米トライポスが創薬支援で米ファイザーと多角的提携

ライセンス契約から共同開発、アウトソーシングまで総額1億ドル

 2002.01.10−大手コンピューターケミストリーシステム(CCS)ベンダーの米トライポスは、米ファイザーとの間で新薬開発を支援するシステム技術の開発および提供で幅広い提携関係を結んだ。ファイザーはトライポスのCCS製品を導入して利用するとともに、全社的なCCS利用環境のポータルシステムを共同で開発。さらに、研究用の化合物ライブラリーを質・量ともに拡充させるプロジェクトをトライポスにアウトソーシングする。トライポスにとっては、総額で1億ドルを超えるプロジェクト受注となる。

 今回のファイザーとの契約は大きく3つの部分からなる。1つは、CCSパッケージの複数年にわたる数100万ドルのライセンス契約。2つ目は、3年間で数100万ドルの共同開発契約で、CCS技術を駆使するためのプラットホーム環境を構築する。
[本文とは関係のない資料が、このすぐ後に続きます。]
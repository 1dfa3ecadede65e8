//! # nucdecay-inventory: Inventories of radioactive nuclides.
//!
//! The user-facing layer over nucdecay-engine:
//! - **Inventory**: nuclide quantities in any supported unit, held as atom
//!   counts, with value-semantics arithmetic and decay.
//! - **Precision**: choose the `f64` or exact-rational solver per inventory.
//! - **Time series**: decay over a [`TimeGrid`] into a [`DecayTable`].
//! - **Configuration**: [`SolverConfig`] layered from file and environment.

pub mod config;
pub mod error;
pub mod inventory;
pub mod series;

pub use crate::config::SolverConfig;
pub use error::InventoryError;
pub use inventory::{Inventory, Precision};
pub use series::{DecayTable, TimeGrid};
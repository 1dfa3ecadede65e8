//! Decay over a grid of time points.

use std::collections::BTreeMap;

use nucdecay_core::{NuclideId, QuantityConverter, QuantityUnit, TimeUnit};
use nucdecay_engine::NuclideKey;
use ordered_float::OrderedFloat;
use serde::Serialize;
use tracing::debug;

use crate::error::InventoryError;
use crate::inventory::Inventory;

/// Time points at which to evaluate a decay series.
#[derive(Debug, Clone, PartialEq)]
pub enum TimeGrid {
    /// `samples` evenly spaced points from 0 to `duration` inclusive.
    Uniform { duration: f64, samples: usize },
    /// Arbitrary offsets, evaluated in the given order.
    Explicit(Vec<f64>),
}

impl TimeGrid {
    pub fn points(&self) -> Result<Vec<f64>, InventoryError> {
        match self {
            TimeGrid::Uniform { duration, samples } => {
                if *samples < 2 {
                    return Err(InventoryError::InvalidTimeGrid(format!(
                        "uniform grid needs at least 2 samples, got {samples}"
                    )));
                }
                if !duration.is_finite() {
                    return Err(InventoryError::InvalidTimeGrid(format!("duration {duration}")));
                }
                let step = duration / (*samples - 1) as f64;
                Ok((0..*samples)
                    .map(|k| if k + 1 == *samples { *duration } else { k as f64 * step })
                    .collect())
            }
            TimeGrid::Explicit(points) => {
                if points.is_empty() {
                    return Err(InventoryError::InvalidTimeGrid("no time points".to_string()));
                }
                if let Some(bad) = points.iter().find(|t| !t.is_finite()) {
                    return Err(InventoryError::InvalidTimeGrid(format!("time point {bad}")));
                }
                Ok(points.clone())
            }
        }
    }
}

/// Quantities of each nuclide at each time point.
#[derive(Debug, Clone, Serialize)]
pub struct DecayTable {
    time_unit: String,
    quantity_unit: String,
    times: Vec<f64>,
    nuclides: Vec<NuclideId>,
    /// `values[k][i]`: nuclide `i` at time `k`.
    values: Vec<Vec<f64>>,
    #[serde(skip)]
    by_time: BTreeMap<OrderedFloat<f64>, usize>,
}

impl DecayTable {
    pub fn times(&self) -> &[f64] {
        &self.times
    }

    /// Column order of the table, in decay-chain order.
    pub fn nuclides(&self) -> &[NuclideId] {
        &self.nuclides
    }

    pub fn time_unit(&self) -> &str {
        &self.time_unit
    }

    pub fn quantity_unit(&self) -> &str {
        &self.quantity_unit
    }

    pub fn len(&self) -> usize {
        self.times.len()
    }

    pub fn is_empty(&self) -> bool {
        self.times.is_empty()
    }

    /// All quantities at time index `k`, in [`DecayTable::nuclides`] order.
    pub fn row(&self, k: usize) -> Option<&[f64]> {
        self.values.get(k).map(Vec::as_slice)
    }

    /// Quantities at an exact time value from the grid. The first match wins
    /// when the grid repeats a time.
    pub fn at_time(&self, t: f64) -> Option<&[f64]> {
        self.by_time.get(&OrderedFloat(t)).and_then(|&k| self.row(k))
    }

    /// The series of one nuclide over all time points.
    pub fn series<K: NuclideKey + ?Sized>(&self, key: &K) -> Result<Vec<f64>, InventoryError> {
        let i = self.column(key)?;
        Ok(self.values.iter().map(|row| row[i]).collect())
    }

    /// One nuclide at time index `k`.
    pub fn get<K: NuclideKey + ?Sized>(&self, key: &K, k: usize) -> Result<Option<f64>, InventoryError> {
        let i = self.column(key)?;
        Ok(self.values.get(k).map(|row| row[i]))
    }

    fn column<K: NuclideKey + ?Sized>(&self, key: &K) -> Result<usize, InventoryError> {
        let id = key.to_nuclide_id()?;
        self.nuclides
            .iter()
            .position(|n| *n == id)
            .ok_or_else(|| InventoryError::NotPresent(id.to_string()))
    }
}

impl Inventory {
    /// Decay this inventory to every point of `grid` (in `time_unit`) and
    /// report quantities in `unit`.
    ///
    /// Columns cover the nuclides present initially plus every progeny that
    /// is non-zero at some time point.
    pub fn decay_series(
        &self,
        grid: &TimeGrid,
        time_unit: TimeUnit,
        unit: QuantityUnit,
    ) -> Result<DecayTable, InventoryError> {
        let times = grid.points()?;
        let year_days = self.dataset().year_days();
        let seconds: Vec<f64> = times.iter().map(|t| time_unit.to_seconds(*t, year_days)).collect();
        debug!(points = times.len(), precision = self.precision().label(), "inventory: decay series");

        let atoms = self.solver().decay_series(&self.dense(), &seconds)?;

        let dataset = self.dataset();
        let columns: Vec<usize> = (0..dataset.len())
            .filter(|&pos| self.contains_position(pos) || atoms.iter().any(|row| row[pos] != 0.0))
            .collect();
        let conv = QuantityConverter::<f64>::new();
        let mut nuclides = Vec::with_capacity(columns.len());
        for &pos in &columns {
            if let Some(n) = dataset.nuclide_at(pos) {
                nuclides.push(n.id);
            }
        }
        let values = atoms
            .iter()
            .map(|row| {
                columns
                    .iter()
                    .filter_map(|&pos| dataset.nuclide_at(pos).map(|n| (n, row[pos])))
                    .map(|(n, a)| conv.from_atoms(a, unit, n))
                    .collect::<Result<Vec<f64>, _>>()
            })
            .collect::<Result<Vec<_>, _>>()?;

        let mut by_time = BTreeMap::new();
        for (k, t) in times.iter().enumerate() {
            by_time.entry(OrderedFloat(*t)).or_insert(k);
        }
        Ok(DecayTable {
            time_unit: time_unit.to_string(),
            quantity_unit: unit.to_string(),
            times,
            nuclides,
            values,
            by_time,
        })
    }
}

#[cfg(test)]
mod tests {
    use super::*;
    use crate::inventory::Precision;
    use nucdecay_core::ActivityUnit;
    use nucdecay_engine::DecayDataset;
    use std::sync::Arc;

    const CS137: &str = r#"{
        "name": "cs137",
        "nuclides": [
            { "nuclide": "Cs-137", "half_life": 30.1671, "unit": "y", "atomic_mass": 136.907089,
              "progeny": [
                { "nuclide": "Ba-137m", "fraction": 0.94399, "mode": "β-" },
                { "nuclide": "Ba-137", "fraction": 0.05601, "mode": "β-" }
              ] },
            { "nuclide": "Ba-137m", "half_life": 153.12, "unit": "s", "atomic_mass": 136.906708,
              "progeny": [{ "nuclide": "Ba-137", "fraction": 1.0, "mode": "IT" }] },
            { "nuclide": "Ba-137", "atomic_mass": 136.905827 }
        ]
    }"#;

    fn inventory() -> Inventory {
        let ds = Arc::new(DecayDataset::from_json(CS137).unwrap());
        Inventory::new(ds, [("Cs-137", 1e20)], QuantityUnit::Atoms).unwrap()
    }

    #[test]
    fn uniform_grid_points() {
        let points = TimeGrid::Uniform { duration: 10.0, samples: 5 }.points().unwrap();
        assert_eq!(points, vec![0.0, 2.5, 5.0, 7.5, 10.0]);
        assert!(matches!(
            TimeGrid::Uniform { duration: 1.0, samples: 1 }.points(),
            Err(InventoryError::InvalidTimeGrid(_))
        ));
        assert!(TimeGrid::Explicit(vec![]).points().is_err());
        assert!(TimeGrid::Explicit(vec![1.0, f64::NAN]).points().is_err());
    }

    #[test]
    fn series_matches_pointwise_decay() {
        let inv = inventory();
        let grid = TimeGrid::Explicit(vec![0.0, 10.0, 30.1671]);
        let table = inv.decay_series(&grid, TimeUnit::Year, QuantityUnit::Atoms).unwrap();
        assert_eq!(table.len(), 3);
        assert_eq!(table.nuclides().len(), 3);
        for (k, t) in table.times().iter().enumerate() {
            let single = inv.decay(*t, TimeUnit::Year).unwrap();
            for id in single.nuclides() {
                let expected = single.atoms(&id).unwrap();
                let got = table.get(&id, k).unwrap().unwrap();
                assert!((got - expected).abs() <= 1e-9 * expected.abs().max(1.0));
            }
        }
        let cs = table.series("Cs-137").unwrap();
        assert!((cs[2] / 1e20 - 0.5).abs() < 1e-12);
    }

    #[test]
    fn lookup_by_time_and_units() {
        let inv = inventory().with_precision(Precision::High { sig_figs: 40 });
        let grid = TimeGrid::Uniform { duration: 60.0, samples: 3 };
        let table = inv.decay_series(&grid, TimeUnit::Year, ActivityUnit::BQ.into()).unwrap();
        assert_eq!(table.time_unit(), "y");
        assert_eq!(table.quantity_unit(), "Bq");
        assert!(table.at_time(30.0).is_some());
        assert!(table.at_time(31.0).is_none());
        let stable = table.series("Ba-137").unwrap();
        assert!(stable.iter().all(|a| *a == 0.0));
        assert!(matches!(table.series("K-40"), Err(InventoryError::NotPresent(_))));
        // Ba-137m progeny of an initially pure Cs-137 source starts at zero.
        assert_eq!(table.get("Ba-137m", 0).unwrap(), Some(0.0));
        assert_eq!(table.get("Ba-137m", 9).unwrap(), None);

        let json = serde_json::to_value(&table).unwrap();
        assert_eq!(json["times"].as_array().unwrap().len(), 3);
        assert_eq!(json["quantity_unit"], "Bq");
    }
}
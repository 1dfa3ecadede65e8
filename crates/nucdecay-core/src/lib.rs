//! # nucdecay-core: Core types, units and numeric strategies.
//!
//! This crate defines the pieces shared by the solver and its front ends:
//! - **Nuclide identity**: canonical ids and the accepted name forms
//!   (`Tc-99m`, `Tc99m`, `99mTc`).
//! - **Nuclear data**: [`Nuclide`] and [`Progeny`] records.
//! - **Units**: time, activity, mass and moles with exact decimal factors.
//! - **Numeric strategies**: [`DecayScalar`] for `f64` and exact
//!   [`BigRational`], including the digit-budgeted exponential.
//! - **Quantity conversion** between atoms, activity, mass and moles.
//! - **Errors** and the [`DecaySolver`] trait implemented by nucdecay-engine.

pub mod constants;
pub mod convert;
pub mod error;
pub mod nuclide;
pub mod precise;
pub mod scalar;
pub mod traits;
pub mod types;
pub mod units;

pub use convert::QuantityConverter;
pub use error::{DatasetError, DecayError, NucDecayError, NuclideError, QuantityError, UnitError};
pub use nuclide::NuclideId;
pub use num_rational::BigRational;
pub use precise::{exp_rational, rational_to_f64};
pub use scalar::{DecayFactor, DecayScalar, ExpBudget};
pub use traits::DecaySolver;
pub use types::{Nuclide, Progeny};
pub use units::{ActivityUnit, MassUnit, MolesUnit, Prefix, QuantityUnit, TimeUnit};
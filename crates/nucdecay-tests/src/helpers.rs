//! Shared fixtures for integration tests.

use std::sync::Arc;

use nucdecay_core::constants::DEFAULT_YEAR_DAYS;
use nucdecay_core::{Nuclide, NuclideId, Progeny};
use nucdecay_engine::DecayDataset;

/// The bundled sample dataset: H-3, C-14, K-40, the Cs-137 and Mo-99
/// chains, and U-238 down to Pb-206.
pub const SAMPLE_JSON: &str = include_str!("../../../data/sample.json");

pub fn sample_dataset() -> Arc<DecayDataset> {
    Arc::new(DecayDataset::from_json(SAMPLE_JSON).unwrap())
}

pub fn id(name: &str) -> NuclideId {
    name.parse().unwrap()
}

/// Relative difference of `a` from `b`.
pub fn rel_err(a: f64, b: f64) -> f64 {
    if b == 0.0 {
        a.abs()
    } else {
        ((a - b) / b).abs()
    }
}

/// Decay constant for a half-life in seconds.
pub fn lambda(half_life: f64) -> f64 {
    std::f64::consts::LN_2 / half_life
}

/// Synthetic ids for chain members: Hg isotopes with descending mass number.
pub fn chain_id(i: usize) -> NuclideId {
    NuclideId::new(80, 240 - i as u32, 0).unwrap()
}

/// A linear chain where member `i` decays fully into member `i + 1`.
/// `None` marks a stable member (it must be last).
pub fn linear_chain(half_lives: &[Option<f64>]) -> Vec<Nuclide> {
    half_lives
        .iter()
        .enumerate()
        .map(|(i, hl)| {
            let progeny = match hl {
                Some(_) if i + 1 < half_lives.len() => vec![Progeny {
                    id: chain_id(i + 1),
                    branching_fraction: 1.0,
                    mode: "β-".to_string(),
                }],
                _ => vec![],
            };
            Nuclide::from_half_life(chain_id(i), *hl, 200.0, progeny)
        })
        .collect()
}

pub fn chain_dataset(name: &str, half_lives: &[Option<f64>]) -> Result<DecayDataset, nucdecay_core::DatasetError> {
    DecayDataset::from_nuclides(name, DEFAULT_YEAR_DAYS, linear_chain(half_lives))
}

/// Closed-form atoms of the second member of a two-member chain
/// starting from `n0` atoms of the parent.
pub fn bateman_daughter(n0: f64, branch: f64, l1: f64, l2: f64, t: f64) -> f64 {
    branch * n0 * l1 / (l2 - l1) * ((-l1 * t).exp() - (-l2 * t).exp())
}
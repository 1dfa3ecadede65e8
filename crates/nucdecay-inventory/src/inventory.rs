//! Nuclide inventories.
//!
//! An [`Inventory`] maps nuclides of one [`DecayDataset`] to atom counts.
//! It is a value type: arithmetic and decay return new inventories and
//! leave the receiver untouched.

use std::collections::BTreeMap;
use std::fmt;
use std::ops::{Add, Div, Mul, Sub};
use std::sync::Arc;

use nucdecay_core::constants::{DEFAULT_SIG_FIGS, EV_TO_JOULE};
use nucdecay_core::{
    ActivityUnit, DecaySolver, MassUnit, MolesUnit, Nuclide, NuclideId, QuantityConverter, QuantityError,
    QuantityUnit, TimeUnit,
};
use nucdecay_engine::{DecayDataset, NuclideKey};
use serde::{Deserialize, Serialize};
use tracing::{debug, warn};

use crate::error::InventoryError;

/// Numeric strategy used by [`Inventory::decay`].
#[derive(Debug, Clone, Copy, PartialEq, Eq, Default, Serialize, Deserialize)]
#[serde(rename_all = "snake_case")]
pub enum Precision {
    /// `f64` matrices and exponentials.
    #[default]
    Fixed,
    /// Exact rational matrices with exponentials to `sig_figs` digits.
    High { sig_figs: u32 },
}

impl Precision {
    /// High precision with the default digit budget.
    pub fn high() -> Self {
        Precision::High {
            sig_figs: DEFAULT_SIG_FIGS,
        }
    }

    pub fn label(&self) -> &'static str {
        match self {
            Precision::Fixed => "fixed",
            Precision::High { .. } => "high",
        }
    }
}

/// Atom counts for a set of nuclides from one dataset.
#[derive(Debug, Clone)]
pub struct Inventory {
    dataset: Arc<DecayDataset>,
    /// Matrix position -> atoms.
    contents: BTreeMap<usize, f64>,
    precision: Precision,
}

impl Inventory {
    /// Build an inventory from `(nuclide, quantity)` pairs given in `unit`.
    ///
    /// Quantities must be finite and non-negative. Entries naming the same
    /// nuclide (e.g. `"Tc-99m"` and `"99mTc"`) are summed.
    pub fn new<K, I>(dataset: Arc<DecayDataset>, contents: I, unit: QuantityUnit) -> Result<Self, InventoryError>
    where
        K: NuclideKey,
        I: IntoIterator<Item = (K, f64)>,
    {
        let converted = convert_entries(&dataset, contents, unit)?;
        let mut map = BTreeMap::new();
        for (pos, atoms) in converted {
            *map.entry(pos).or_insert(0.0) += atoms;
        }
        Ok(Self {
            dataset,
            contents: map,
            precision: Precision::Fixed,
        })
    }

    /// An inventory with no nuclides.
    pub fn empty(dataset: Arc<DecayDataset>) -> Self {
        Self {
            dataset,
            contents: BTreeMap::new(),
            precision: Precision::Fixed,
        }
    }

    pub fn with_precision(mut self, precision: Precision) -> Self {
        self.precision = precision;
        self
    }

    pub fn precision(&self) -> Precision {
        self.precision
    }

    pub fn dataset(&self) -> &Arc<DecayDataset> {
        &self.dataset
    }

    pub fn len(&self) -> usize {
        self.contents.len()
    }

    pub fn is_empty(&self) -> bool {
        self.contents.is_empty()
    }

    /// Nuclides in the inventory, in decay-chain order.
    pub fn nuclides(&self) -> Vec<NuclideId> {
        self.entries().map(|(n, _)| n.id).collect()
    }

    pub fn contains<K: NuclideKey + ?Sized>(&self, key: &K) -> bool {
        self.dataset
            .position(key)
            .is_ok_and(|pos| self.contents.contains_key(&pos))
    }

    /// Atoms of a single nuclide.
    pub fn atoms<K: NuclideKey + ?Sized>(&self, key: &K) -> Result<f64, InventoryError> {
        let pos = self.dataset.position(key)?;
        self.contents
            .get(&pos)
            .copied()
            .ok_or_else(|| InventoryError::NotPresent(self.name_at(pos)))
    }

    /// Quantity of a single nuclide in `unit`.
    pub fn get<K: NuclideKey + ?Sized>(&self, key: &K, unit: QuantityUnit) -> Result<f64, InventoryError> {
        let atoms = self.atoms(key)?;
        let nuclide = self.dataset.nuclide(key)?;
        Ok(QuantityConverter::<f64>::new().from_atoms(atoms, unit, nuclide)?)
    }

    /// Add quantities given in `unit`. Nuclides not yet present are inserted.
    pub fn add<K, I>(&self, contents: I, unit: QuantityUnit) -> Result<Self, InventoryError>
    where
        K: NuclideKey,
        I: IntoIterator<Item = (K, f64)>,
    {
        let converted = convert_entries(&self.dataset, contents, unit)?;
        Ok(self.combine(converted, 1.0))
    }

    /// Subtract quantities given in `unit`.
    ///
    /// Results are not clamped: removing more than is present leaves a
    /// negative count, reported by [`Inventory::negative_nuclides`].
    pub fn subtract<K, I>(&self, contents: I, unit: QuantityUnit) -> Result<Self, InventoryError>
    where
        K: NuclideKey,
        I: IntoIterator<Item = (K, f64)>,
    {
        let converted = convert_entries(&self.dataset, contents, unit)?;
        Ok(self.combine(converted, -1.0))
    }

    pub fn add_inventory(&self, other: &Inventory) -> Result<Self, InventoryError> {
        self.check_same_dataset(other)?;
        Ok(self.combine(other.contents.iter().map(|(p, a)| (*p, *a)).collect(), 1.0))
    }

    pub fn subtract_inventory(&self, other: &Inventory) -> Result<Self, InventoryError> {
        self.check_same_dataset(other)?;
        Ok(self.combine(other.contents.iter().map(|(p, a)| (*p, *a)).collect(), -1.0))
    }

    /// Nuclides whose atom count is below zero.
    pub fn negative_nuclides(&self) -> Vec<NuclideId> {
        self.entries()
            .filter(|(_, atoms)| *atoms < 0.0)
            .map(|(n, _)| n.id)
            .collect()
    }

    /// Drop the given nuclides. Each must be present.
    pub fn remove<K: NuclideKey>(&self, nuclides: &[K]) -> Result<Self, InventoryError> {
        let mut contents = self.contents.clone();
        for key in nuclides {
            let pos = self.dataset.position(key)?;
            if contents.remove(&pos).is_none() {
                return Err(InventoryError::NotPresent(self.name_at(pos)));
            }
        }
        Ok(self.derive(contents))
    }

    /// Multiply every atom count by a finite `factor`.
    pub fn scale(&self, factor: f64) -> Result<Self, InventoryError> {
        if !factor.is_finite() {
            return Err(QuantityError::NonFiniteFactor(factor).into());
        }
        Ok(self.scaled(factor))
    }

    /// Decay for `t` in `unit`.
    ///
    /// The result holds every nuclide present before plus every progeny with
    /// a non-zero count. Negative `t` runs the decay backwards; it is allowed
    /// but numerically unstable.
    pub fn decay(&self, t: f64, unit: TimeUnit) -> Result<Self, InventoryError> {
        let seconds = unit.to_seconds(t, self.dataset.year_days());
        let initial = self.dense();
        debug!(
            t = seconds,
            precision = self.precision.label(),
            nuclides = self.len(),
            "inventory: decaying"
        );
        let decayed = self.solver_decay(&initial, seconds)?;
        let contents = decayed
            .into_iter()
            .enumerate()
            .filter(|(pos, atoms)| self.contents.contains_key(pos) || *atoms != 0.0)
            .collect();
        Ok(self.derive(contents))
    }

    /// Atom counts in decay-chain order.
    pub fn numbers(&self) -> Vec<(NuclideId, f64)> {
        self.entries().map(|(n, atoms)| (n.id, atoms)).collect()
    }

    pub fn activities(&self, unit: ActivityUnit) -> Vec<(NuclideId, f64)> {
        let conv = QuantityConverter::<f64>::new();
        let scale = unit.becquerels::<f64>();
        self.entries()
            .map(|(n, atoms)| (n.id, conv.atoms_to_activity(atoms, n) / scale))
            .collect()
    }

    pub fn masses(&self, unit: MassUnit) -> Result<Vec<(NuclideId, f64)>, InventoryError> {
        self.quantities(unit.into())
    }

    pub fn moles(&self, unit: MolesUnit) -> Vec<(NuclideId, f64)> {
        let conv = QuantityConverter::<f64>::new();
        let scale = unit.moles::<f64>();
        self.entries()
            .map(|(n, atoms)| (n.id, conv.atoms_to_moles(atoms) / scale))
            .collect()
    }

    /// Every nuclide's quantity in `unit`.
    pub fn quantities(&self, unit: QuantityUnit) -> Result<Vec<(NuclideId, f64)>, InventoryError> {
        let conv = QuantityConverter::<f64>::new();
        self.entries()
            .map(|(n, atoms)| Ok((n.id, conv.from_atoms(atoms, unit, n)?)))
            .collect()
    }

    /// Share of the total mass held by each nuclide.
    pub fn mass_fractions(&self) -> Result<Vec<(NuclideId, f64)>, InventoryError> {
        Ok(fractions(self.masses(MassUnit::G)?))
    }

    /// Share of the total moles held by each nuclide.
    pub fn mole_fractions(&self) -> Vec<(NuclideId, f64)> {
        fractions(self.moles(MolesUnit::MOL))
    }

    /// Half-lives in `unit`; infinite for stable nuclides.
    pub fn half_lives(&self, unit: TimeUnit) -> Vec<(NuclideId, f64)> {
        let year_days = self.dataset.year_days();
        self.entries()
            .map(|(n, _)| (n.id, unit.from_seconds(n.half_life(), year_days)))
            .collect()
    }

    /// Half-lives as text in a fitting unit, e.g. `6.0067 h`, or `stable`.
    pub fn half_lives_readable(&self) -> Vec<(NuclideId, String)> {
        let year_days = self.dataset.year_days();
        self.entries()
            .map(|(n, _)| (n.id, n.readable_half_life(year_days)))
            .collect()
    }

    /// Power released by each nuclide's decays in watts, from its activity
    /// and branching-weighted energy per decay. Zero where the dataset
    /// tabulates no decay energy.
    pub fn decay_power(&self) -> Vec<(NuclideId, f64)> {
        let conv = QuantityConverter::<f64>::new();
        self.entries()
            .map(|(n, atoms)| (n.id, conv.atoms_to_activity(atoms, n) * n.mean_decay_energy() * EV_TO_JOULE))
            .collect()
    }

    /// Total decay power in watts.
    pub fn total_decay_power(&self) -> f64 {
        self.decay_power().iter().map(|(_, w)| w).sum()
    }

    /// Dense atom vector indexed by matrix position.
    pub(crate) fn dense(&self) -> Vec<f64> {
        let mut v = vec![0.0; self.dataset.len()];
        for (&pos, &atoms) in &self.contents {
            v[pos] = atoms;
        }
        v
    }

    pub(crate) fn solver(&self) -> Box<dyn DecaySolver + '_> {
        match self.precision {
            Precision::Fixed => Box::new(self.dataset.fixed_engine()),
            Precision::High { sig_figs } => Box::new(self.dataset.exact_engine(sig_figs)),
        }
    }

    pub(crate) fn contains_position(&self, pos: usize) -> bool {
        self.contents.contains_key(&pos)
    }

    fn solver_decay(&self, initial: &[f64], seconds: f64) -> Result<Vec<f64>, InventoryError> {
        Ok(self.solver().decay(initial, seconds)?)
    }

    fn entries(&self) -> impl Iterator<Item = (&Nuclide, f64)> + '_ {
        self.contents
            .iter()
            .filter_map(|(&pos, &atoms)| self.dataset.nuclide_at(pos).map(|n| (n, atoms)))
    }

    fn name_at(&self, pos: usize) -> String {
        self.dataset
            .nuclide_at(pos)
            .map(|n| n.id.to_string())
            .unwrap_or_else(|| pos.to_string())
    }

    fn derive(&self, contents: BTreeMap<usize, f64>) -> Self {
        Self {
            dataset: Arc::clone(&self.dataset),
            contents,
            precision: self.precision,
        }
    }

    fn scaled(&self, factor: f64) -> Self {
        self.derive(self.contents.iter().map(|(&p, &a)| (p, a * factor)).collect())
    }

    fn combine(&self, entries: Vec<(usize, f64)>, sign: f64) -> Self {
        let mut contents = self.contents.clone();
        for (pos, atoms) in entries {
            *contents.entry(pos).or_insert(0.0) += sign * atoms;
        }
        let negative: Vec<String> = contents
            .iter()
            .filter(|(_, atoms)| **atoms < 0.0)
            .map(|(&pos, _)| self.name_at(pos))
            .collect();
        if !negative.is_empty() {
            warn!(nuclides = ?negative, "inventory: negative atom counts after subtraction");
        }
        self.derive(contents)
    }

    fn check_same_dataset(&self, other: &Inventory) -> Result<(), InventoryError> {
        if self.dataset.same_as(&other.dataset) {
            return Ok(());
        }
        Err(InventoryError::DatasetMismatch {
            left: describe(&self.dataset),
            right: describe(&other.dataset),
        })
    }
}

fn describe(dataset: &DecayDataset) -> String {
    let hex = dataset.fingerprint_hex();
    format!("{} ({})", dataset.name(), &hex[..12])
}

fn fractions(values: Vec<(NuclideId, f64)>) -> Vec<(NuclideId, f64)> {
    let raw: Vec<f64> = values.iter().map(|(_, v)| *v).collect();
    values
        .into_iter()
        .zip(QuantityConverter::<f64>::fractions(&raw))
        .map(|((id, _), f)| (id, f))
        .collect()
}

/// Resolve keys to positions and quantities to atoms, rejecting bad input.
fn convert_entries<K, I>(
    dataset: &DecayDataset,
    contents: I,
    unit: QuantityUnit,
) -> Result<Vec<(usize, f64)>, InventoryError>
where
    K: NuclideKey,
    I: IntoIterator<Item = (K, f64)>,
{
    let conv = QuantityConverter::<f64>::new();
    contents
        .into_iter()
        .map(|(key, value)| {
            let pos = dataset.position(&key)?;
            let nuclide = dataset.nuclide(&key)?;
            if !value.is_finite() {
                return Err(QuantityError::NonFinite {
                    nuclide: nuclide.id.to_string(),
                }
                .into());
            }
            if value < 0.0 {
                return Err(QuantityError::Negative {
                    nuclide: nuclide.id.to_string(),
                    value,
                }
                .into());
            }
            Ok((pos, conv.to_atoms(value, unit, nuclide)?))
        })
        .collect()
}

/// Fails with [`InventoryError::DatasetMismatch`] across datasets.
impl Add<&Inventory> for &Inventory {
    type Output = Result<Inventory, InventoryError>;

    fn add(self, other: &Inventory) -> Self::Output {
        self.add_inventory(other)
    }
}

impl Add for Inventory {
    type Output = Result<Inventory, InventoryError>;

    fn add(self, other: Inventory) -> Self::Output {
        self.add_inventory(&other)
    }
}

/// Fails with [`InventoryError::DatasetMismatch`] across datasets.
impl Sub<&Inventory> for &Inventory {
    type Output = Result<Inventory, InventoryError>;

    fn sub(self, other: &Inventory) -> Self::Output {
        self.subtract_inventory(other)
    }
}

impl Sub for Inventory {
    type Output = Result<Inventory, InventoryError>;

    fn sub(self, other: Inventory) -> Self::Output {
        self.subtract_inventory(&other)
    }
}

impl Mul<f64> for &Inventory {
    type Output = Inventory;

    fn mul(self, factor: f64) -> Inventory {
        self.scaled(factor)
    }
}

impl Mul<f64> for Inventory {
    type Output = Inventory;

    fn mul(self, factor: f64) -> Inventory {
        self.scaled(factor)
    }
}

impl Mul<Inventory> for f64 {
    type Output = Inventory;

    fn mul(self, inventory: Inventory) -> Inventory {
        inventory.scaled(self)
    }
}

impl Div<f64> for &Inventory {
    type Output = Inventory;

    fn div(self, divisor: f64) -> Inventory {
        self.scaled(1.0 / divisor)
    }
}

impl Div<f64> for Inventory {
    type Output = Inventory;

    fn div(self, divisor: f64) -> Inventory {
        self.scaled(1.0 / divisor)
    }
}

impl fmt::Display for Inventory {
    fn fmt(&self, f: &mut fmt::Formatter<'_>) -> fmt::Result {
        write!(
            f,
            "Inventory ({} precision, dataset {}):",
            self.precision.label(),
            self.dataset.name()
        )?;
        for (nuclide, atoms) in self.entries() {
            write!(f, " {}: {atoms:e},", nuclide.id)?;
        }
        Ok(())
    }
}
3番目は創薬研究のための大規模/高純度化合物ライブラリーの構築で、4年間でこれだけで1億ドル以上の売り上げ規模に達するという。

 まず、今回のライセンス契約には統合CCSパッケージの「SYBYL」、化学データベース管理システム「UNITY」を中心とする製品群が含まれている。ファイザーは全世界の研究所でこれらのソフトを利用するが、とくにトライポス製品が得意とする仮想コンビナトリアルケミストリー技術を早期に活用していく考えだ。

 次に、3年間にわたって共同開発するのが「LITHIUM」と称するシステム。研究者のデスクトップから高度な計算サービスに簡単にアクセスできるようにする一種のポータル環境を実現するもので、モデリングや計算化学のエキスパートから、一般の化学者・薬学者、普段はあまりCCSを利用しない実験研究者にまで、それぞれの研究業務に応じた機能性を自在に提供することが可能。

 分子モデリングと解析のためのソフトウエア環境が含まれており、構造活性相関、薬物と受容体の相互作用解析、リード化合物の優先順位付け、ADME(吸収・分布・代謝・排出)特性の評価などを行うことができる。かつては専門の計算化学部門に頼まなければならなかったような解析が手元で行えるようになるため、研究開発の効率向上が期待されるという。

 LITHIUMの開発自体は1998年から行われてきており、今回のファイザーとの契約によって一般向けの商品化にも早期にめどがつきそうだとしている。

 提携の3番目の部分は、ライブラリー作成のアウトソーシングである。トライポスは「ChemCore」と「ChemSpace」といった最先端システムを利用してこのプロジェクトを推進する。 ChemSpaceは大量のバーチャルライブラリーを作成するためのシステムで、1時間に1億以上の大量の分子情報を超高速検索し、既知の反応と試薬のデータから合成可能な数10億におよぶ化合物情報のウェアハウスを構築する機能を持つ。

 ChemCoreは、傘下のファインケミカル会社であるトライポスレセプターリサーチ社が社内向けに開発運用していたシステムで、コンビナトリアルケミストリー/ハイスループットスクリーニング(HTS)の研究過程で生じたすべての情報を統合管理する機能がある。 ChemSpaceで作成したバーチャルライブラリーに対して、合成の実現性や妥当性、経済性などを評価するとともに、スクリーニング結果の解析まで一連の研究プロセスを完全にトラッキングできる。例えば、目立ったヒットがあった場合、その試料の合成段階まですべてのステップをたどることが可能。

 トライポスは、この両システムを利用することにより、ファイザーに対して高品質で高純度な化合物ライブラリーを作成して提供していくことになる。